As I mentioned in the beginning of this piece, the separation is not only on the surface of the ground but also runs underneath it. Deep subterranean aquifers buried under layers of aggregate soil and rock, which run from the Jerusalem mountains towards the sea on the west and towards the West Bank, were unevenly partitioned in the Oslo Accord, with approximately 80% of the resources going to the Israeli side.

Another subterranean strata is that of archeology. The buried remains of the land’s historical occupants should be subject to impartial scientific study, but the Zionists and Israeli projects use archeology in some cases to construct an alibi for a Jewish return and they claim that its indigenous rights, the Jewish indigenous rights, are more fundamental and prior to the others.

One such site, as an example, is that of the City of David archeological excavation taking place at the heart of the Palestinian village of Silwan and the Wadi Hilweh neighbourhood. Excavations at this site were first carried out by the Palestine Exploration Fund in the 1860s. There have been multiple excavations throughout the 20th century as well, but since the 90’s, approximately, there’s been a shift in these excavations. Promoted by settler associations and organizations, excavation started without proper permits, searching for elements of the King David era-Jerusalem by boring tunnels through the hillside, underneath Palestinian homes and without informing residents or securing their consent, then refusing to stop despite implicit protests and several attempts to halt these works in the courts.
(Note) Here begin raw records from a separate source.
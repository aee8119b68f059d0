//! Crowd Blend Demo
//!
//! Headless version of a crowd scene: a grid of skinned instances playing
//! random animations at random speeds, one instance driven by an explicit
//! two-clip blend, and a handful of instances cross-fading periodically.
//! Every frame the staging Sink collects the sparse uploads a renderer
//! would send to the GPU.
//!
//! ```text
//! RUST_LOG=info cargo run -p crowd_blend
//! ```

use std::sync::Arc;

use anyhow::Context;
use glam::{Quat, Vec3};
use rand::rngs::StdRng;
use rand::{RngExt, SeedableRng};
use throng::prelude::*;

const GRID: usize = 12;
const SPACING: f32 = 1.5;
const FRAMES: usize = 600;
const DT: f32 = 1.0 / 60.0;

const BLEND_PERIOD: f32 = 4.0;
const BLEND_EPSILON: f32 = 0.001;
const FADE_EVERY_FRAMES: usize = 90;
const FADE_SECONDS: f32 = 0.5;

/// Six bones swinging about `axis` by `angle`, bobbing up by `lift` mid-cycle.
fn swing(ticks: u32, axis: Vec3, angle: f32, lift: f32) -> throng::Result<Vec<BoneAnimation>> {
    (0..6)
        .map(|bone| -> throng::Result<BoneAnimation> {
            let rotation = KeyframeTrack::new(
                vec![0.0, 0.5, 1.0],
                vec![
                    Quat::from_axis_angle(axis, -angle),
                    Quat::from_axis_angle(axis, angle),
                    Quat::from_axis_angle(axis, -angle),
                ],
                InterpolationMode::Linear,
            )?;
            let offset = if bone == 0 { Vec3::ZERO } else { Vec3::Y * 0.4 };
            let position = KeyframeTrack::new(
                vec![0.0, 0.5, 1.0],
                vec![offset, offset + Vec3::Y * lift, offset],
                InterpolationMode::Linear,
            )?;
            Ok(BoneAnimation::new(ticks).with_position(position).with_rotation(rotation))
        })
        .collect()
}

/// A small creature: a four-bone spine with a two-bone tail off the pelvis.
fn build_controller(registry: &mut ClipRegistry) -> throng::Result<Arc<AnimationController>> {
    let hierarchy = BoneHierarchy::new(vec![None, Some(0), Some(1), Some(2), Some(0), Some(4)])?;
    let clips = vec![
        AnimationClip::new("idle", swing(120, Vec3::X, 0.05, 0.0)?)?,
        AnimationClip::new("walk", swing(60, Vec3::X, 0.25, 0.05)?)?,
        AnimationClip::new("run", swing(36, Vec3::X, 0.45, 0.15)?)?,
        AnimationClip::new("crawl", swing(90, Vec3::Z, 0.30, 0.0)?)?,
        AnimationClip::new("attack", swing(48, Vec3::Y, 0.60, 0.10)?)?,
    ];
    registry.register("parasite", hierarchy, clips)
}

/// Triangle wave in `[0, 1]`.
fn triangle(seconds: f32, period: f32) -> f32 {
    let phase = (seconds / period).fract();
    1.0 - (2.0 * phase - 1.0).abs()
}

fn main() -> anyhow::Result<()> {
    env_logger::Builder::from_env(env_logger::Env::default().default_filter_or("info")).init();

    let mut registry = ClipRegistry::new();
    let controller = build_controller(&mut registry)?;
    let clips: Vec<ClipId> = controller.animations().iter().map(|clip| clip.id()).collect();

    let mut sink = StagingInstancer::for_registry(&registry, InstancerSettings::default())?;
    let culling = sink.settings().animation_culling;

    let mut rng = StdRng::seed_from_u64(7);
    let mut meshes = Vec::with_capacity(GRID * GRID);
    for i in 0..GRID {
        for j in 0..GRID {
            let position = Vec3::new(i as f32 * SPACING, 0.0, j as f32 * SPACING);
            let desc = SkinnedMeshDesc::new(MeshTypeId::new(1), Arc::clone(&controller));
            let mut mesh = SkinnedMesh::new(desc)
                .with_radius(1.75)
                .with_transform(position, Quat::IDENTITY, Vec3::ONE);
            mesh.initialize(&mut sink, culling)
                .with_context(|| format!("initializing instance ({i}, {j})"))?;

            let clip = clips[rng.random_range(0..clips.len())];
            let params = PlaybackParams::default()
                .with_speed(rng.random_range(0.1..3.0))
                .with_start_time(rng.random_range(0.0..1.0));
            mesh.set_animation(sink.clock(), clip, params)?;
            mesh.update_all(&mut sink)?;
            meshes.push(mesh);
        }
    }

    let initial = sink.flush();
    log::info!(
        "Spawned {} skinned meshes, {} instances uploaded, {} skeletons live",
        meshes.len(),
        initial.len(),
        sink.live_skeletons()
    );

    // Instance (0, 0) blends crawl and attack by hand.
    let mut blend = 0.0;
    meshes[0].set_animation_blend(clips[2], clips[4], blend, BlendParams::default())?;
    meshes[0].update_all(&mut sink)?;

    let mut pose = Vec::new();
    for frame in 0..FRAMES {
        let clock = sink.update(DT);

        let target = triangle(clock.seconds, BLEND_PERIOD);
        if (target - blend).abs() > BLEND_EPSILON {
            blend = target;
            meshes[0].set_blend_factor(blend)?;
            meshes[0].update_root(&mut sink)?;
        }

        if frame % FADE_EVERY_FRAMES == 0 {
            for mesh in meshes.iter_mut().skip(1).step_by(7) {
                let clip = clips[rng.random_range(0..clips.len())];
                mesh.cross_fade(clock, clip, FADE_SECONDS, FadeParams::default())?;
                mesh.update_mesh(&mut sink)?;
            }
        }

        let mut completed = 0;
        for mesh in meshes.iter_mut().skip(1) {
            if mesh.refresh_cross_fade(clock)? == CrossFadeStatus::Completed {
                completed += 1;
            }
            mesh.poll_deferred_update(clock, &mut sink)?;
        }

        let uploads = sink.flush();
        if frame % 60 == 0 {
            meshes[0].evaluate_pose(clock, &mut pose)?;
            let tip = pose.last().context("controller has no bones")?;
            log::info!(
                "t={:.2}s blend={blend:.3} uploads={} fades_completed={completed} tail_tip={:?}",
                clock.seconds,
                uploads.len(),
                Vec3::from(tip.translation)
            );
            for bone in 0..meshes[0].controller().bone_count() {
                let trs = meshes[0].bone_world_trs(clock, bone)?;
                log::debug!(
                    "  bone {bone}: t={:?} r={:?} s={:?}",
                    trs.translation,
                    trs.rotation,
                    trs.scale
                );
            }
        }
    }

    let stats = sink.stats();
    log::info!(
        "Done: {} appends, {} coalesced, {} records uploaded",
        stats.appends,
        stats.coalesced,
        stats.uploads
    );

    for mesh in &mut meshes {
        mesh.dispose(&mut sink)?;
    }
    sink.flush();
    log::info!(
        "Disposed: {} instances, {} skeletons live",
        sink.live_instances(),
        sink.live_skeletons()
    );
    Ok(())
}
The underground works: first a haphazard collection of improvised tunnels, fortified with tons of steel and concrete; then a fully formalized and supported engineering project, were – and still are – done hand-in-hand with the archaeologists of the Israel Antiquities Authority and promoted by the municipality for whom the site is one of the biggest tourist attractions.

The digs and the destabilization they produce moving up through the geological layers towards the surface, appearing and disappearing as they find lines of least resistance. Cutting through streets, homes, schools, mosques – such as the Ein Silwan mosque – digging for ruins of ancient Jewish archeology and  producing layers of ruin in contemporary Palestinian life.

To conclude, archeology is politicized in other countries, drones are employed elsewhere in other countries, other countries still divide water, and equally. There is nothing inherently different in this situation. Only that here, these layers are woven into a complete system.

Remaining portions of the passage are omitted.